Anita Wadagni1, Michael Frimpong2, Delphin Mavinga Phanzu3, Anthony Ablordey4, Emmanuel Kacou5, Mirabelle Gbedevi1, Estelle Marion6, Yalan Xing7, Vaddela Sudheer Babu7, Richard Odame Phillips2,8, Mark Wansbrough-Jones9, Yoshito Kishi7, Kingsley Asiedu10.   

Abstract

INTRODUCTION: Mycobacterium ulcerans infection, known as Buruli ulcer, is a disease of the skin and subcutaneous tissues which is an important but neglected tropical disease with its major impact in rural parts of West and Central Africa where facilities for diagnosis and management are poorly developed.

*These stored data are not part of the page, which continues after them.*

#![deny(unsafe_code)]
#![deny(missing_docs)]
#![deny(rustdoc::broken_intra_doc_links)]

//! # Overview
//!
//! `protocol` defines the on-disk vocabulary of delta and signature files:
//! the four-byte [`Magic`] numbers that open every stream, and the
//! byte-tagged [`Command`] instruction set that a delta stream is written
//! in.
//!
//! # Design
//!
//! The codec is driven by a single 256-entry [`COMMAND_TABLE`]: one entry
//! per opcode byte recording the command kind and the widths of its
//! operands. Both directions use it — the encoder picks the smallest
//! opcode whose operand widths fit the values being written, and the
//! decoder reads the opcode, consults the table for how many operand bytes
//! follow, and interprets them. Keeping a full table rather than range
//! arithmetic means the set of valid opcodes is stated exactly once.
//!
//! # Invariants
//!
//! - Encoding is canonical: for any command there is exactly one minimal
//!   encoding, and decoding it yields the original command.
//! - Operand widths are drawn from `{1, 2, 4, 8}` bytes, big-endian.
//! - Opcodes the table marks [`CommandKind::Reserved`] never decode
//!   successfully.
//!
//! # Errors
//!
//! [`WireError`] reports reserved opcodes, signature entries appearing in a
//! delta stream, and zero-length operands. Higher layers fold these into
//! their corrupt-stream error.
//!
//! # Examples
//!
//! ```
//! use protocol::{COMMAND_TABLE, Command, MAX_COMMAND_LEN, decode_operands};
//!
//! let cmd = Command::Copy { offset: 4096, len: 2048 };
//! let mut buf = [0u8; MAX_COMMAND_LEN];
//! let n = cmd.encode(&mut buf);
//!
//! let spec = &COMMAND_TABLE[buf[0] as usize];
//! assert_eq!(spec.total_size(), n);
//! assert_eq!(decode_operands(buf[0], &buf[1..n]), Ok(cmd));
//! ```

mod command;
mod magic;

pub use command::{
    COMMAND_TABLE, Command, CommandKind, CommandSpec, MAX_COMMAND_LEN, WireError, decode_operands,
};
pub use magic::{MAX_STRONG_LEN, Magic, RollsumKind, StrongKind};
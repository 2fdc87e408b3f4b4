//! Whole-stream convenience helpers.
//!
//! The job engine never performs I/O; these wrappers bolt it onto ordinary
//! `std::io` streams for the common case of "just run the operation over
//! these handles". Each helper drives one job to completion with 64 KiB
//! buffers and returns its statistics.

use std::io::{Read, Seek, SeekFrom, Write};

use engine::{BasisSource, Job, JobError, Stats};
use signature::{Signature, SignatureLayout};

const IO_BUF_LEN: usize = 64 * 1024;

fn pump<R, W>(job: &mut Job<'_>, input: &mut R, output: &mut W) -> Result<Stats, JobError>
where
    R: Read + ?Sized,
    W: Write + ?Sized,
{
    let mut chunk = vec![0u8; IO_BUF_LEN];
    job.drive(
        |buf| {
            let n = input.read(&mut chunk)?;
            buf.extend_from_slice(&chunk[..n]);
            Ok(n == 0)
        },
        |bytes| output.write_all(bytes),
    )?;
    Ok(job.statistics().clone())
}

/// Reads the basis from `basis` and writes its signature stream to
/// `sig_out`.
///
/// # Errors
///
/// Invalid layout parameters surface as [`JobError::Param`]; stream
/// failures as [`JobError::Io`].
pub fn signature<R, W>(
    basis: &mut R,
    sig_out: &mut W,
    layout: SignatureLayout,
) -> Result<Stats, JobError>
where
    R: Read + ?Sized,
    W: Write + ?Sized,
{
    let mut job = engine::signature_begin(layout)?;
    pump(&mut job, basis, sig_out)
}

/// Parses a signature stream into memory.
///
/// The caller still owns indexing: run [`Signature::build_index`] before
/// handing the result to [`delta`].
///
/// # Errors
///
/// Malformed streams surface as [`JobError::BadMagic`],
/// [`JobError::Corrupt`], or [`JobError::InputEnded`].
pub fn load_signature<R>(sig_in: &mut R) -> Result<Signature, JobError>
where
    R: Read + ?Sized,
{
    let mut job = engine::loadsig_begin();
    pump(&mut job, sig_in, &mut std::io::sink())?;
    job.take_signature()
        .ok_or(JobError::Internal("loadsig finished without a signature"))
}

/// Scans `new` against an indexed signature and writes the delta stream to
/// `delta_out`.
///
/// # Errors
///
/// [`JobError::Param`] if the signature is not indexed; stream failures as
/// [`JobError::Io`].
pub fn delta<R, W>(sig: &Signature, new: &mut R, delta_out: &mut W) -> Result<Stats, JobError>
where
    R: Read + ?Sized,
    W: Write + ?Sized,
{
    let mut job = engine::delta_begin(sig)?;
    pump(&mut job, new, delta_out)
}

/// Applies the delta from `delta_in` against `basis`, writing the
/// reconstructed file to `out`.
///
/// # Errors
///
/// Corrupt deltas surface through the usual taxonomy; basis read failures
/// as [`JobError::Io`].
pub fn patch<B, R, W>(basis: B, delta_in: &mut R, out: &mut W) -> Result<Stats, JobError>
where
    B: BasisSource,
    R: Read + ?Sized,
    W: Write + ?Sized,
{
    let mut job = engine::patch_begin(basis);
    pump(&mut job, delta_in, out)
}

/// Adapts any seekable reader — most usefully a [`std::fs::File`] — into a
/// [`BasisSource`] for [`patch`].
#[derive(Debug)]
pub struct SeekBasis<F> {
    inner: F,
}

impl<F: Read + Seek> SeekBasis<F> {
    /// Wraps a seekable reader.
    pub fn new(inner: F) -> Self {
        Self { inner }
    }

    /// Returns the wrapped reader.
    pub fn into_inner(self) -> F {
        self.inner
    }
}

impl<F: Read + Seek> BasisSource for SeekBasis<F> {
    fn copy(&mut self, pos: u64, buf: &mut [u8]) -> std::io::Result<usize> {
        self.inner.seek(SeekFrom::Start(pos))?;
        let n = self.inner.read(buf)?;
        if n == 0 && !buf.is_empty() {
            return Err(std::io::Error::new(
                std::io::ErrorKind::UnexpectedEof,
                "copy past the end of the basis",
            ));
        }
        Ok(n)
    }
}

We evaluated fluorescent thin layer chromatography (f-TLC) for detection of mycolactone in the laboratory using samples from patients with Buruli ulcer and patients with similar lesions that gave a negative result on PCR for the IS2404 repeat sequence of M. ulcerans. METHODOLOGY/PRINCIPAL
FINDINGS: Mycolactone and DNA extracts from fine needle aspiration (FNA), swabs and biopsy specimen were used to determine the sensitivity and specificity of f-TLC when compared with PCR for the IS2404. For 71 IS2404 PCR positive and 28 PCR negative samples the sensitivity was 73.2% and specificity of 85.7% for f-TLC. The sensitivity was similar for swabs (73%), FNAs (75%) and biopsies (70%).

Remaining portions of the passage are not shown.